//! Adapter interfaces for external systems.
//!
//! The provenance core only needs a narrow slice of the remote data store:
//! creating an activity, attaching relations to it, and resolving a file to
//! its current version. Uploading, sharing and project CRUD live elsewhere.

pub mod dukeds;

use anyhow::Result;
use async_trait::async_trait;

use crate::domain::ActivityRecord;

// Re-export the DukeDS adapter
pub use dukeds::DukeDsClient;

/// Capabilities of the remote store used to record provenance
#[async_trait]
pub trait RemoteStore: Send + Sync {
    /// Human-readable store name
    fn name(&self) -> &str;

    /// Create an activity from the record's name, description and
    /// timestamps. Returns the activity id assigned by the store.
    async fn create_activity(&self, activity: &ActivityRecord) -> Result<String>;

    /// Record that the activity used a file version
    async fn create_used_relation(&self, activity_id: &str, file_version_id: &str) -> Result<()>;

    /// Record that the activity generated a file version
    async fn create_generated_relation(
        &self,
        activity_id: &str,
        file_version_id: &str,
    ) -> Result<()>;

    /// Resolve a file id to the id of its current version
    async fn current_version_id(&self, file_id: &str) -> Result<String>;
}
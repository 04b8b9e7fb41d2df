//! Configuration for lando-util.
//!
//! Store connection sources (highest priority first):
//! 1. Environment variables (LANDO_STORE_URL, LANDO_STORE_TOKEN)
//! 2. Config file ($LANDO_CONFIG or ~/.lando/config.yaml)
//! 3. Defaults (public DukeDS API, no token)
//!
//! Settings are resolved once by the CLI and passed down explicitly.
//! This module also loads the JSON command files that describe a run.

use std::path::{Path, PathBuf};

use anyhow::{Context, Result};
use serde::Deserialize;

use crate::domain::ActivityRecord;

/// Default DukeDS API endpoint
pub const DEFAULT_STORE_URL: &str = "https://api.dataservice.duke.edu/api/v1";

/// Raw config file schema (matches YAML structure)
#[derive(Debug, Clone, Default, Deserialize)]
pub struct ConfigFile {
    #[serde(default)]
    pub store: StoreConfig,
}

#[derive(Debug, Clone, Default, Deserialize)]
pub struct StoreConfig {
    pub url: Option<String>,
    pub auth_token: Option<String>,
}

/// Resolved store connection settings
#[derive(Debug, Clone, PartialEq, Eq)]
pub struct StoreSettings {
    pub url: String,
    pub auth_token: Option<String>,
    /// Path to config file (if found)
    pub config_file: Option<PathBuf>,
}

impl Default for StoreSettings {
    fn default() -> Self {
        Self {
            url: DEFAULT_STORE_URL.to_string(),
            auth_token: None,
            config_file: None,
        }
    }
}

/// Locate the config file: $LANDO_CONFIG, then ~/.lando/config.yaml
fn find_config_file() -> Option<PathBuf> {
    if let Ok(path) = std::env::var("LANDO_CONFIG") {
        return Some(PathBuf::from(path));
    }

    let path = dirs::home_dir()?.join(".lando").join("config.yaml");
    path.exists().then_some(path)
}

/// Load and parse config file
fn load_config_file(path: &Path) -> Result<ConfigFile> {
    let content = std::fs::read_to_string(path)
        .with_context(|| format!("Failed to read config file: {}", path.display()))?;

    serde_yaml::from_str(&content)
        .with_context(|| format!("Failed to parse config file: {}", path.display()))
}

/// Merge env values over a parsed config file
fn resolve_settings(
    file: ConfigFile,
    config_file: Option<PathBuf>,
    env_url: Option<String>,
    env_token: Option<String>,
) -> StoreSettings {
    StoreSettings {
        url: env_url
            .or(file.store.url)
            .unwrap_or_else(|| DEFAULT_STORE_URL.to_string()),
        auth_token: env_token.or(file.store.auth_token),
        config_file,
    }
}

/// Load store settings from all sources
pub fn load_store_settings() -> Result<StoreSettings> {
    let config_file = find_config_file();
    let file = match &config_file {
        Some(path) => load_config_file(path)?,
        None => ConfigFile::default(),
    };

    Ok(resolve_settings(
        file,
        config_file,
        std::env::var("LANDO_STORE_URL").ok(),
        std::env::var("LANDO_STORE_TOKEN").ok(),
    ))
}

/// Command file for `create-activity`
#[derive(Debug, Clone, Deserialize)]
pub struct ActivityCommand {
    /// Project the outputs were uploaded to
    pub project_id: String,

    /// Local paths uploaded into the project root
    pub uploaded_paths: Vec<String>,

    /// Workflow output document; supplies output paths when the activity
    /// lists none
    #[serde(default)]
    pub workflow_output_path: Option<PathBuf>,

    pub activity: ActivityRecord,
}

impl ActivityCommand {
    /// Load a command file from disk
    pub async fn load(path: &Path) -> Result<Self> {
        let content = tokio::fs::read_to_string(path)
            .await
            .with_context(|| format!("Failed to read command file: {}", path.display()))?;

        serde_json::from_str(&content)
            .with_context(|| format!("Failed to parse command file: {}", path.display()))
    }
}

============

WHAT IS REQUIRED:
Would you restate the material word for word, leaving nothing out?

RESPONSE TO THE EXERCISE:
//! Adapter interfaces for external systems.
//!
//! The provenance core only needs a narrow slice of the remote data store:
//! creating an activity, attaching relations to it, and resolving a file to
//! its current version. Uploading, sharing and project CRUD live elsewhere.

pub mod dukeds;

use anyhow::Result;
use async_trait::async_trait;

use crate::domain::ActivityRecord;

// Re-export the DukeDS adapter
pub use dukeds::DukeDsClient;

/// Capabilities of the remote store used to record provenance
#[async_trait]
pub trait RemoteStore: Send + Sync {
    /// Human-readable store name
    fn name(&self) -> &str;

    /// Create an activity from the record's name, description and
    /// timestamps. Returns the activity id assigned by the store.
    async fn create_activity(&self, activity: &ActivityRecord) -> Result<String>;

    /// Record that the activity used a file version
    async fn create_used_relation(&self, activity_id: &str, file_version_id: &str) -> Result<()>;

    /// Record that the activity generated a file version
    async fn create_generated_relation(
        &self,
        activity_id: &str,
        file_version_id: &str,
    ) -> Result<()>;

    /// Resolve a file id to the id of its current version
    async fn current_version_id(&self, file_id: &str) -> Result<String>;
}
repository 04b8b9e7fb41d2df
//! Configuration for lando-util.
//!
//! Store connection sources (highest priority first):
//! 1. Environment variables (LANDO_STORE_URL, LANDO_STORE_TOKEN)
//! 2. Config file ($LANDO_CONFIG or ~/.lando/config.yaml)
//! 3. Defaults (public DukeDS API, no token)
//!
//! Settings are resolved once by the CLI and passed down explicitly.
//! This module also loads the JSON command files that describe a run.

use std::path::{Path, PathBuf};

use anyhow::{Context, Result};
use serde::Deserialize;

use crate::domain::ActivityRecord;

/// Default DukeDS API endpoint
pub const DEFAULT_STORE_URL: &str = "https://api.dataservice.duke.edu/api/v1";

/// Raw config file schema (matches YAML structure)
#[derive(Debug, Clone, Default, Deserialize)]
pub struct ConfigFile {
    #[serde(default)]
    pub store: StoreConfig,
}

#[derive(Debug, Clone, Default, Deserialize)]
pub struct StoreConfig {
    pub url: Option<String>,
    pub auth_token: Option<String>,
}

/// Resolved store connection settings
#[derive(Debug, Clone, PartialEq, Eq)]
pub struct StoreSettings {
    pub url: String,
    pub auth_token: Option<String>,
    /// Path to config file (if found)
    pub config_file: Option<PathBuf>,
}

impl Default for StoreSettings {
    fn default() -> Self {
        Self {
            url: DEFAULT_STORE_URL.to_string(),
            auth_token: None,
            config_file: None,
        }
    }
}

/// Locate the config file: $LANDO_CONFIG, then ~/.lando/config.yaml
fn find_config_file() -> Option<PathBuf> {
    if let Ok(path) = std::env::var("LANDO_CONFIG") {
        return Some(PathBuf::from(path));
    }

    let path = dirs::home_dir()?.join(".lando").join("config.yaml");
    path.exists().then_some(path)
}

/// Load and parse config file
fn load_config_file(path: &Path) -> Result<ConfigFile> {
    let content = std::fs::read_to_string(path)
        .with_context(|| format!("Failed to read config file: {}", path.display()))?;

    serde_yaml::from_str(&content)
        .with_context(|| format!("Failed to parse config file: {}", path.display()))
}

/// Merge env values over a parsed config file
fn resolve_settings(
    file: ConfigFile,
    config_file: Option<PathBuf>,
    env_url: Option<String>,
    env_token: Option<String>,
) -> StoreSettings {
    StoreSettings {
        url: env_url
            .or(file.store.url)
            .unwrap_or_else(|| DEFAULT_STORE_URL.to_string()),
        auth_token: env_token.or(file.store.auth_token),
        config_file,
    }
}

/// Load store settings from all sources
pub fn load_store_settings() -> Result<StoreSettings> {
    let config_file = find_config_file();
    let file = match &config_file {
        Some(path) => load_config_file(path)?,
        None => ConfigFile::default(),
    };

    Ok(resolve_settings(
        file,
        config_file,
        std::env::var("LANDO_STORE_URL").ok(),
        std::env::var("LANDO_STORE_TOKEN").ok(),
    ))
}

/// Command file for `create-activity`
#[derive(Debug, Clone, Deserialize)]
pub struct ActivityCommand {
    /// Project the outputs were uploaded to
    pub project_id: String,

    /// Local paths uploaded into the project root
    pub uploaded_paths: Vec<String>,

    /// Workflow output document; supplies output paths when the activity
    /// lists none
    #[serde(default)]
    pub workflow_output_path: Option<PathBuf>,

    pub activity: ActivityRecord,
}

impl ActivityCommand {
    /// Load a command file from disk
    pub async fn load(path: &Path) -> Result<Self> {
        let content = tokio::fs::read_to_string(path)
            .await
            .with_context(|| format!("Failed to read command file: {}", path.display()))?;

        serde_json::from_str(&content)
            .with_context(|| format!("Failed to parse command file: {}", path.display()))
    }
}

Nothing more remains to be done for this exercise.